Let's say you have a data frame generated by the following commands:
date <- seq(as.Date("2012-09-01"), Sys.Date(), 1)
id <- rep(c("a","b","c","d"), 8)
bdate <- seq(as.Date("2012-08-01"), as.Date("2012-11-01"), 1)[sample(1:32, 32)]
# The end date should be random but greater than the begin date. However, I set it to 15 days later for simplicity.
edate <- bdate + 15
value <- seq(1, 1000, 1)[sample(1:1000, 32)]
dfa <- data.frame(id, value, bdate, edate)
names(dfa) <- c("ID", "Value", "Begin.Date", "End.Date")
The goal is to sum all the observations by ID (i.e., "a", "b", or "c") in the following way:
Date a b c
2012-08-01 XXX YYY ZZZ
2012-08-02 XXX YYY ZZZ
2012-08-03 XXX YYY ZZZ
The values XXX, YYY, and ZZZ represent the sum of all the observations where the date on column "Date" falls between dfa$Begin.Date and dfa$End.Date on the original data frame, for each ID.

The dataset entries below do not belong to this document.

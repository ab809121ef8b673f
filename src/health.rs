//! Capture health checks.
//!
//! Two sources: the capture tool's end-of-run log (packets passed / failed
//! the filter) and NIC counter dumps (`ethtool -S`) taken before and after
//! the run.

use regex::Regex;
use serde::Serialize;
use std::collections::BTreeMap;
use std::fmt;
use std::path::Path;

#[derive(Debug)]
pub enum HealthError {
    Io(std::io::Error),
    Pattern(regex::Error),
}

impl fmt::Display for HealthError {
    fn fmt(&self, f: &mut fmt::Formatter<'_>) -> fmt::Result {
        match self {
            HealthError::Io(err) => write!(f, "health file io error: {}", err),
            HealthError::Pattern(err) => write!(f, "health pattern error: {}", err),
        }
    }
}

impl std::error::Error for HealthError {}

impl From<std::io::Error> for HealthError {
    fn from(e: std::io::Error) -> Self {
        HealthError::Io(e)
    }
}

impl From<regex::Error> for HealthError {
    fn from(e: regex::Error) -> Self {
        HealthError::Pattern(e)
    }
}

/// Counters from the capture tool's log.
#[derive(Debug, Clone, Default, PartialEq, Eq, Serialize)]
pub struct CaptureLogStats {
    pub packets_captured: Option<u64>,
    pub packets_dropped: Option<u64>,
}

#[derive(Debug, Clone, Default, PartialEq, Eq, Serialize)]
pub struct HealthReport {
    pub capture_log: Option<CaptureLogStats>,
    /// NIC counters that changed during the run, by name.
    pub nic_counter_deltas: Option<BTreeMap<String, i64>>,
}

/// Compiled line patterns.
#[derive(Debug, Clone)]
pub struct HealthParser {
    passed: Regex,
    failed: Regex,
    counter: Regex,
}

impl HealthParser {
    pub fn new() -> Result<Self, HealthError> {
        Ok(HealthParser {
            passed: Regex::new(r"(?i)^\s*(\d+)\s+packets passed filter")?,
            failed: Regex::new(r"(?i)^\s*(\d+)\s+packets failed filter")?,
            counter: Regex::new(r"^\s*([A-Za-z0-9._]+):\s*([0-9]+)\s*$")?,
        })
    }

    pub fn parse_capture_log(&self, text: &str) -> CaptureLogStats {
        let mut stats = CaptureLogStats::default();
        for line in text.lines() {
            if let Some(value) = capture_u64(&self.passed, line) {
                stats.packets_captured = Some(value);
            } else if let Some(value) = capture_u64(&self.failed, line) {
                stats.packets_dropped = Some(value);
            }
        }
        stats
    }

    pub fn parse_counters(&self, text: &str) -> BTreeMap<String, u64> {
        let mut counters = BTreeMap::new();
        for line in text.lines() {
            if let Some(caps) = self.counter.captures(line) {
                if let Ok(value) = caps[2].parse::<u64>() {
                    counters.insert(caps[1].to_string(), value);
                }
            }
        }
        counters
    }
}

fn capture_u64(re: &Regex, line: &str) -> Option<u64> {
    re.captures(line).and_then(|caps| caps[1].parse().ok())
}

/// Non-zero `after - before` deltas for counters present in both dumps.
pub fn counter_deltas(
    before: &BTreeMap<String, u64>,
    after: &BTreeMap<String, u64>,
) -> BTreeMap<String, i64> {
    before
        .iter()
        .filter_map(|(name, &b)| {
            let a = *after.get(name)?;
            let delta = a as i64 - b as i64;
            (delta != 0).then(|| (name.clone(), delta))
        })
        .collect()
}

/// Where to find the health inputs. Every path is optional.
#[derive(Debug, Clone, Copy, Default)]
pub struct HealthInputs<'a> {
    pub capture_log: Option<&'a Path>,
    pub counters_before: Option<&'a Path>,
    pub counters_after: Option<&'a Path>,
}

/// Build a report from whichever inputs are configured.
///
/// Unreadable files are logged and leave their section empty.
pub fn check(inputs: HealthInputs<'_>) -> Result<HealthReport, HealthError> {
    let parser = HealthParser::new()?;
    let mut report = HealthReport::default();

    if let Some(path) = inputs.capture_log {
        match std::fs::read_to_string(path) {
            Ok(text) => report.capture_log = Some(parser.parse_capture_log(&text)),
            Err(err) => tracing::warn!(path = %path.display(), error = %err, "capture log unreadable"),
        }
    }

    if let (Some(before), Some(after)) = (inputs.counters_before, inputs.counters_after) {
        let before = read_counters(&parser, before);
        let after = read_counters(&parser, after);
        match (before, after) {
            (Some(b), Some(a)) if !b.is_empty() && !a.is_empty() => {
                report.nic_counter_deltas = Some(counter_deltas(&b, &a));
            }
            _ => tracing::warn!("nic counter dumps missing or empty, skipping counter deltas"),
        }
    }

    Ok(report)
}

fn read_counters(parser: &HealthParser, path: &Path) -> Option<BTreeMap<String, u64>> {
    match std::fs::read_to_string(path) {
        Ok(text) => Some(parser.parse_counters(&text)),
        Err(err) => {
            tracing::warn!(path = %path.display(), error = %err, "counter dump unreadable");
            None
        }
    }
}

#[cfg(test)]
mod tests {
    use super::*;

    #[test]
    fn parses_capture_log() {
        let parser = HealthParser::new().unwrap();
        let log = "\
Running! Hang up with ^C!

   1048576  packets incoming (0 unread on exit)
   1048570  packets passed filter
         6  packets failed filter (out of space)
";
        let stats = parser.parse_capture_log(log);
        assert_eq!(stats.packets_captured, Some(1_048_570));
        assert_eq!(stats.packets_dropped, Some(6));
    }

    #[test]
    fn capture_log_without_counters() {
        let parser = HealthParser::new().unwrap();
        assert_eq!(
            parser.parse_capture_log("nothing to see\n"),
            CaptureLogStats::default()
        );
    }

    #[test]
    fn counter_deltas_keep_changes_only() {
        let parser = HealthParser::new().unwrap();
        let before = parser.parse_counters(
            "NIC statistics:\n     rx_packets: 100\n     tx_packets: 50\n     rx_dropped: 0\n     rx_missed_errors: 7\n",
        );
        let after = parser.parse_counters(
            "NIC statistics:\n     rx_packets: 1100\n     tx_packets: 50\n     rx_dropped: 3\n",
        );
        assert_eq!(before.len(), 4);

        let deltas = counter_deltas(&before, &after);
        assert_eq!(deltas.len(), 2);
        assert_eq!(deltas["rx_packets"], 1000);
        assert_eq!(deltas["rx_dropped"], 3);
        assert!(!deltas.contains_key("tx_packets"));
        assert!(!deltas.contains_key("rx_missed_errors"));
    }

    #[test]
    fn unconfigured_inputs_give_empty_report() {
        let report = check(HealthInputs::default()).unwrap();
        assert_eq!(report, HealthReport::default());
    }

    #[test]
    fn missing_files_are_not_fatal() {
        let report = check(HealthInputs {
            capture_log: Some(Path::new("/nonexistent/capture.log")),
            counters_before: Some(Path::new("/nonexistent/before")),
            counters_after: Some(Path::new("/nonexistent/after")),
        })
        .unwrap();
        assert!(report.capture_log.is_none());
        assert!(report.nic_counter_deltas.is_none());
    }
}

My current solution is practically useless for large datasets so I was wondering if there are any faster ways to do it.
My current script:
# Create additional data frame
dfb <- data.frame(seq(as.Date("2012-08-01"), as.Date("2012-11-01"), 1))
names(dfb)[1] <- "Date"
# Variable for unique IDs
nid <- unique(dfa$ID)
# Number of total IDs
tid <- length(nid)
for (i in c(1:tid))
{
sums <- vapply(dfb$Date, function(x)
{
temp <- subset(dfa, dfa$ID == nid[i])
temp <- subset(temp, temp$Begin.Date < x & temp$End.Date > x)
res <- sum(temp$Value)
res
}, FUN.VALUE = 0.1
)
dfb[1+i] <- sums
}
# Change column names to ID
names(dfb) <- c("Date", as.character(nid))
EDIT: I posted an answer below with a more efficient way to do this. However, I accepted Matthew's answer because it set me on the right path.